Interestingly, fellow academics who've delivered pro forma
disavowals of his
lies have gone out of their way to insist they're not questioning his
professional work. But why not? If someone lies flagrantly and
repeatedly in
one area of life, it's silly to presume he practices rigorous honesty in
another.
And as it happens, some of his most famous claims are hardly
beyond
question. Take the Jefferson story. In 1998, Ellis co-authored a
Nature
magazine article with a geneticist unambiguously titled "Jefferson
Fathered
Slave's Last Child," and basing its claim on a longtime rumor plus
genetic
similarities between descendants of Hemings and Jefferson. Ellis
made much
of the point, writing in U.S. News & World Report that the
evidence proved
the claim "beyond any reasonable doubt" and dismissing critics as "a
few
die-hard Jefferson worshippers."
I doubted the claim at the time, and not because I worship Jefferson
(I
regard many of his political ideas as wise, but his deist theology as
abysmal). My first suspicions began with the all-too-convenient
timing. Bill
Clinton was in the midst of his Monica Lewinsky scandal, and the
media
quickly played up the angle that this just showed that, hey, great
presidents do this sort of thing all the time. (Ellis himself, in U.S.
News,
wrote that Clinton "called one of the most respected character
witnesses
in all of U.S. history.")
My doubts were soon buttressed by an article in Chronicles: A Magazine of
American Culture (where I had once worked). Among many
other things it turned out that Jefferson and the part-white
Hemings had relatives in common; she was half-sister to Jefferson's
first
wife. As for his side of the family, there were more likely candidates
for
fatherhood than Thomas; at least eight other men lived near the
plantation,
including promiscuous brother Randall, who liked to party with the
slaves.
Earlier this year, a commission of 13 academics issued a 535-page
report on
the Ellis claim, declaring their reactions "range from serious skepticism
about the charge to a conviction that it is almost certainly false."

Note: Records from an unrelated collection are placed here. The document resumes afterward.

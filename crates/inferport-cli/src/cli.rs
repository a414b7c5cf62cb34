use std::path::PathBuf;

use clap::{Args, Parser, Subcommand};

#[derive(Parser, Debug)]
#[command(name = "inferport", version, about = "Run a graph once on the best available backend")]
pub struct Cli {
    /// Log filter (RUST_LOG syntax)
    #[arg(long, global = true, default_value = "info")]
    pub log: String,

    #[command(subcommand)]
    pub command: Command,
}

#[derive(Args, Debug)]
pub struct BackendArgs {
    /// Backends to try, most preferred first
    #[arg(long, env = "INFERPORT_BACKENDS", default_value = "GpuAcc,CpuAcc,CpuRef")]
    pub backends: String,

    /// Refuse to load networks needing more resident bytes than this
    #[arg(long, env = "INFERPORT_MAX_RESIDENT_BYTES")]
    pub max_resident_bytes: Option<usize>,
}

#[derive(Subcommand, Debug)]
pub enum Command {
    /// Echo a number through a one-weight fully connected layer
    Identity {
        #[arg(long, default_value_t = 3.0)]
        value: f32,

        #[command(flatten)]
        backend: BackendArgs,
    },

    /// Classify one dataset sample with a JSON model
    Classify {
        /// Path to the JSON model description
        #[arg(long, env = "INFERPORT_MODEL")]
        model: PathBuf,

        /// IDX image file
        #[arg(long, env = "INFERPORT_IMAGES")]
        images: PathBuf,

        /// IDX label file
        #[arg(long, env = "INFERPORT_LABELS")]
        labels: PathBuf,

        /// Record to classify
        #[arg(long, default_value_t = 0)]
        index: usize,

        /// Feed raw 0-255 pixels instead of scaling to [0, 1]
        #[arg(long)]
        no_scale: bool,

        /// Pipeline config (JSON); overrides --backends
        #[arg(long)]
        config: Option<PathBuf>,

        #[command(flatten)]
        backend: BackendArgs,
    },
}
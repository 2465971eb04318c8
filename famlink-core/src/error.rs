//! Error types for the coordination components.
//!
//! Each variant maps to one class of the operation-level taxonomy:
//! validation failures surface to the caller and are never retried;
//! pairing redemption failures are surfaced verbatim (the condition is not
//! transient); a lost conditional transition is safe to retry once with a
//! fresh resource; transient store failures are retried with bounded
//! backoff before being surfaced with the original intent preserved.

use crate::store::MessageDraft;
use famlink_types::StoreError;

/// Errors from pairing registry operations.
#[derive(Debug, thiserror::Error)]
pub enum PairingError {
    /// The code is not known to the registry.
    #[error("unknown pairing code")]
    UnknownCode,

    /// The code exists but is past its expiry.
    #[error("pairing code expired")]
    Expired,

    /// The code was already redeemed.
    #[error("pairing code already consumed")]
    AlreadyConsumed,

    /// The child already has an active relationship with a parent.
    #[error("child is already paired")]
    ChildAlreadyPaired,

    /// Code generation could not produce an unused code within the
    /// configured number of attempts.
    #[error("could not allocate a unique pairing code after {attempts} attempts")]
    CodeSpace {
        /// How many generation attempts were made.
        attempts: u32,
    },

    /// The storage backend failed.
    #[error("store error: {0}")]
    Store(#[from] StoreError),
}

/// Errors from sending a message.
#[derive(Debug, thiserror::Error)]
pub enum SendError {
    /// The message text was empty or whitespace-only.
    #[error("message text is empty")]
    EmptyText,

    /// The conversation does not resolve to an active relationship.
    #[error("conversation does not resolve to an active relationship")]
    UnknownConversation,

    /// The sender is not a member of the conversation's pair.
    #[error("sender is not a member of this conversation")]
    NotParticipant,

    /// The store stayed unavailable through every retry. The draft is
    /// preserved so the caller can re-trigger the send manually.
    #[error("send failed after {attempts} attempts: {source}")]
    RetriesExhausted {
        /// How many attempts were made.
        attempts: u32,
        /// The original send intent.
        draft: MessageDraft,
        /// The terminal store failure.
        #[source]
        source: StoreError,
    },

    /// The storage backend failed in a non-transient way.
    #[error("store error: {0}")]
    Store(StoreError),
}

/// Errors from feed subscription and typing operations.
#[derive(Debug, thiserror::Error)]
pub enum FeedError {
    /// The conversation does not resolve to an active relationship.
    #[error("conversation does not resolve to an active relationship")]
    UnknownConversation,

    /// The user is not a member of the conversation's pair.
    #[error("user is not a member of this conversation")]
    NotParticipant,

    /// The storage backend failed.
    #[error("store error: {0}")]
    Store(#[from] StoreError),
}

/// Result type alias for pairing operations.
pub type PairingResult<T> = std::result::Result<T, PairingError>;

/// Result type alias for send operations.
pub type SendResult<T> = std::result::Result<T, SendError>;

/// Result type alias for feed operations.
pub type FeedResult<T> = std::result::Result<T, FeedError>;

#[cfg(test)]
mod tests {
    use super::*;

    #[test]
    fn store_error_converts_into_pairing_error() {
        let err: PairingError = StoreError::Unavailable("backend down".into()).into();
        assert!(matches!(err, PairingError::Store(_)));
    }

    #[test]
    fn errors_are_send_sync() {
        fn assert_send_sync<T: Send + Sync>() {}
        assert_send_sync::<PairingError>();
        assert_send_sync::<SendError>();
        assert_send_sync::<FeedError>();
    }
}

Now did Ellis set out to lie in this case? Though he's given us no
reason to
believe he's above it, I don't necessarily think so. But I also think his
political biases played a role — probably a big one — in his
conclusion. And
I think that falsehood is what you get when people adopt the
postmodern
notion that what really matters isn't truth, but power — the value of a
story in swaying an audience.
That's the growing worldview at most colleges, so it comes as no
surprise
that some academics are trying to excuse or mitigate Ellis' offenses.
Sarah
Lawrence College Professor Nicolaus Mills, after spending most of a
New York Newsday commentary arguing for academic
honesty, undermines most of his essay when he closes by saying
he hopes Ellis doesn't heed calls to resign
(he hasn't, so far) or have his career spoiled (the jury's still out). You
see, "what he was searching for in making up stories about being in
Vietnam
was what many of us have long desired-a way of making
autobiography as
relevant to teaching as the life of the mind."

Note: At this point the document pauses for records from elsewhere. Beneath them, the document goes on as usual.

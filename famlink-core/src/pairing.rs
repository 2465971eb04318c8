//! Pairing code issuance and redemption.
//!
//! The registry owns [`PairingCode`] and [`Relationship`] records. A child
//! device requests a short-lived code, the parent redeems it, and the
//! resulting relationship resolves the shared conversation for both
//! sides.
//!
//! Redemption is race-safe by construction: the store's `consume_code` is
//! a single conditional transition, so two concurrent redemptions of the
//! same code produce exactly one relationship; the loser sees
//! [`PairingError::AlreadyConsumed`]. Consumption happens before the
//! relationship insert, which means a code that loses the separate
//! child-uniqueness race is spent. That matches the single-use contract:
//! a lost race is resolved by requesting a fresh code, never by retrying
//! the same one.

use crate::config::PairingConfig;
use crate::error::{PairingError, PairingResult};
use crate::events::EventBus;
use crate::store::PairingStore;
use dashmap::DashMap;
use famlink_types::{
    now_millis, ConversationId, DomainEvent, PairCode, PairingCode, Relationship, RelationshipId,
    RosterEvent, StoreError, UserId,
};
use std::sync::Arc;
use std::time::Duration;
use tokio::sync::broadcast;

/// Code characters: uppercase alphanumeric.
const CODE_ALPHABET: &[u8] = b"ABCDEFGHIJKLMNOPQRSTUVWXYZ0123456789";

/// Buffer size for per-parent roster channels.
const ROSTER_CHANNEL_CAPACITY: usize = 64;

/// Issues and redeems pairing codes; owns relationship records.
pub struct PairingRegistry {
    store: Arc<dyn PairingStore>,
    bus: EventBus,
    config: PairingConfig,
    rosters: DashMap<UserId, broadcast::Sender<RosterEvent>>,
}

impl PairingRegistry {
    /// Create a registry over the given store, publishing domain events
    /// on `bus`.
    pub fn new(store: Arc<dyn PairingStore>, bus: EventBus, config: PairingConfig) -> Self {
        Self {
            store,
            bus,
            config,
            rosters: DashMap::new(),
        }
    }

    /// Issue a fresh pairing code for `issuer`, revoking any outstanding
    /// unconsumed code first so at most one is redeemable at a time.
    ///
    /// Fails with [`PairingError::CodeSpace`] if a unique code value
    /// cannot be found within the configured number of attempts.
    pub async fn issue_code(&self, issuer: &UserId) -> PairingResult<PairingCode> {
        self.store.revoke_unconsumed(issuer).await?;

        let now = now_millis();
        let ttl_ms = self.config.code_ttl_secs * 1_000;
        let attempts = self.config.max_issue_attempts.max(1);

        for attempt in 1..=attempts {
            let record = PairingCode {
                code: generate_code(self.config.code_length),
                issuer_id: issuer.clone(),
                created_at: now,
                expires_at: now + ttl_ms,
                consumed: false,
            };

            match self.store.insert_code(record.clone()).await {
                Ok(()) => {
                    tracing::info!(
                        "issued pairing code for {} (expires in {}s)",
                        issuer,
                        self.config.code_ttl_secs
                    );
                    return Ok(record);
                }
                Err(StoreError::Conflict(_)) => {
                    tracing::debug!("pairing code collision on attempt {}", attempt);
                }
                Err(e) => return Err(e.into()),
            }
        }

        Err(PairingError::CodeSpace { attempts })
    }

    /// Redeem a code on behalf of the parent, creating an active
    /// relationship with the issuing child device.
    ///
    /// `device_name` labels the child device on the parent's roster.
    pub async fn redeem_code(
        &self,
        code: &PairCode,
        parent: &UserId,
        device_name: &str,
    ) -> PairingResult<Relationship> {
        let record = self
            .store
            .find_code(code)
            .await?
            .ok_or(PairingError::UnknownCode)?;

        if record.consumed {
            return Err(PairingError::AlreadyConsumed);
        }
        if record.is_expired(now_millis()) {
            return Err(PairingError::Expired);
        }

        // The conditional transition. Everything before this line was a
        // courtesy check; this is where a concurrent redemption loses.
        let record = match self.store.consume_code(code).await {
            Ok(record) => record,
            Err(StoreError::NotFound(_)) => return Err(PairingError::UnknownCode),
            Err(StoreError::Conflict(_)) => return Err(PairingError::AlreadyConsumed),
            Err(e) => return Err(e.into()),
        };

        let relationship = Relationship {
            id: RelationshipId::new(),
            parent_id: parent.clone(),
            child_id: record.issuer_id.clone(),
            device_name: device_name.to_string(),
            pair_code: code.clone(),
            paired_at: now_millis(),
            is_active: true,
        };

        match self.store.insert_relationship(relationship.clone()).await {
            Ok(()) => {}
            Err(StoreError::Conflict(_)) => return Err(PairingError::ChildAlreadyPaired),
            Err(e) => return Err(e.into()),
        }

        tracing::info!(
            "paired child {} with parent {} as \"{}\"",
            relationship.child_id,
            relationship.parent_id,
            relationship.device_name
        );

        self.publish_roster(parent, RosterEvent::Paired(relationship.clone()));
        self.bus.publish(DomainEvent::CodeRedeemed {
            relationship: relationship.clone(),
        });

        Ok(relationship)
    }

    /// Unlink a relationship. Idempotent: unpairing an already-inactive
    /// or unknown relationship succeeds silently.
    ///
    /// Dependent state cascades from here: the presence tracker drops the
    /// heartbeat at its next poll, and any live typing lease expires at
    /// the next sweep since the conversation no longer resolves.
    pub async fn unpair(&self, id: &RelationshipId) -> PairingResult<()> {
        match self.store.deactivate_relationship(id).await? {
            Some(relationship) => {
                tracing::info!(
                    "unpaired child {} from parent {}",
                    relationship.child_id,
                    relationship.parent_id
                );
                self.publish_roster(
                    &relationship.parent_id,
                    RosterEvent::Unpaired(relationship.clone()),
                );
                self.bus
                    .publish(DomainEvent::RelationshipEnded { relationship });
            }
            None => {
                tracing::debug!("unpair: relationship {} already inactive or unknown", id);
            }
        }
        Ok(())
    }

    /// Snapshot of the parent's active child relationships, oldest first.
    ///
    /// Live updates arrive via [`PairingRegistry::subscribe_roster`], not
    /// by re-polling.
    pub async fn active_children(&self, parent: &UserId) -> PairingResult<Vec<Relationship>> {
        Ok(self.store.active_for_parent(parent).await?)
    }

    /// Subscribe to roster changes for a parent. Cancel by dropping the
    /// receiver.
    pub fn subscribe_roster(&self, parent: &UserId) -> broadcast::Receiver<RosterEvent> {
        self.rosters
            .entry(parent.clone())
            .or_insert_with(|| broadcast::channel(ROSTER_CHANNEL_CAPACITY).0)
            .subscribe()
    }

    /// Resolve a conversation to its active relationship, if any.
    pub async fn resolve_conversation(
        &self,
        conversation: &ConversationId,
    ) -> PairingResult<Option<Relationship>> {
        Ok(self.store.active_for_conversation(conversation).await?)
    }

    /// Look up a relationship by id (active or not).
    pub async fn relationship(
        &self,
        id: &RelationshipId,
    ) -> PairingResult<Option<Relationship>> {
        Ok(self.store.relationship(id).await?)
    }

    fn publish_roster(&self, parent: &UserId, event: RosterEvent) {
        if let Some(tx) = self.rosters.get(parent) {
            let _ = tx.send(event);
        }
    }
}

impl std::fmt::Debug for PairingRegistry {
    fn fmt(&self, f: &mut std::fmt::Formatter<'_>) -> std::fmt::Result {
        f.debug_struct("PairingRegistry")
            .field("config", &self.config)
            .field("roster_channels", &self.rosters.len())
            .finish_non_exhaustive()
    }
}

/// Generate a random code of `length` characters (clamped to 6-8).
fn generate_code(length: usize) -> PairCode {
    let length = length.clamp(6, 8);
    let mut bytes = vec![0u8; length];
    getrandom::getrandom(&mut bytes).expect("getrandom failed");

    let value: String = bytes
        .iter()
        .map(|b| CODE_ALPHABET[(*b as usize) % CODE_ALPHABET.len()] as char)
        .collect();

    PairCode::new(value).expect("generated code is always valid")
}

/// Spawn a background task that deletes expired pairing codes.
///
/// Returns a handle that can be used to abort the task.
pub fn spawn_code_sweeper(
    store: Arc<dyn PairingStore>,
    interval: Duration,
) -> tokio::task::JoinHandle<()> {
    tokio::spawn(async move {
        tracing::info!("pairing code sweeper started (interval: {:?})", interval);
        let mut timer = tokio::time::interval(interval);

        loop {
            timer.tick().await;

            match store.purge_expired_codes(now_millis()).await {
                Ok(0) => tracing::debug!("code sweep: nothing expired"),
                Ok(purged) => tracing::info!("code sweep: removed {} expired codes", purged),
                Err(e) => tracing::warn!("code sweep failed: {}", e),
            }
        }
    })
}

This isn't forgiveness; it's rationalization. It's also nonsense, and once
you start down that road, there's no end to the absurdity. Of course,
absurdity that's most common in academia has spilled out into the
larger
society. We see ample evidence of it every day, epitomized in the
recent
remarks of Dan Rather, who — in the course of arguing that Bill Clinton
is a
man of character — said "you can be an honest person and lie about
any
number of things." (Rather may be writing some of Ellis' dialogue:
Confronted by a reporter about his lies, Ellis pronounced himself "an
honorable man.")
Somehow I'm reminded of a passage Lewis Carroll wrote in
Through the
Looking-Glass: " 'When I use a word,' Humpty Dumpty said in a
rather
scornful tone, 'it means just what I choose it to mean — neither more
nor
less.' " Carroll was a great satirist in the 19th century, but his
imagination might be wasted today. In the age of Ellis, Rather and
Clinton,
there may be no satire equal to the inanities that pass the lips of
professors, anchormen and presidents.